- _What the task asks_
Beginning with the line that contains "the indexing endpoints." in the material below, print each line exactly until the line that contains "files were not." has been printed, then stop.

===== Exercise data

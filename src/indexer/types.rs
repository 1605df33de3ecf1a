//! Indexer Data Types
//!
//! The outcome of one indexing run and the DTOs of the indexing endpoints.

use serde::{Deserialize, Serialize};

/// Counters for one pass over a directory tree.
///
/// `indexed` is the number of entries newly added to the catalog; the
/// other counters explain why the remaining files were not.
#[derive(Debug, Clone, Default, PartialEq, Eq, Serialize, Deserialize)]
pub struct IndexSummary {
    pub indexed: usize,
    /// Files whose fingerprint was already catalogued.
    pub duplicates: usize,
    /// Files matched by an exclusion pattern.
    pub excluded: usize,
    /// Files that could not be read or hashed.
    pub failed: usize,
}

/// Body of `POST /indexer`. Without a path, the configured directory is indexed.
#[derive(Debug, Default, Deserialize, Serialize)]
pub struct IndexRequest {
    pub path: Option<String>,
}

#[derive(Debug, Serialize, Deserialize)]
pub struct IndexResponse {
    pub status: String,
    pub summary: Option<IndexSummary>,
}

#[derive(Debug, Serialize, Deserialize)]
pub struct TotalSizeResponse {
    pub total_file_size: u64,
}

==========

- _Written solution_
//! The outcome of one indexing run and the DTOs of the indexing endpoints.

use serde::{Deserialize, Serialize};

/// Counters for one pass over a directory tree.
///
/// `indexed` is the number of entries newly added to the catalog; the
/// other counters explain why the remaining files were not.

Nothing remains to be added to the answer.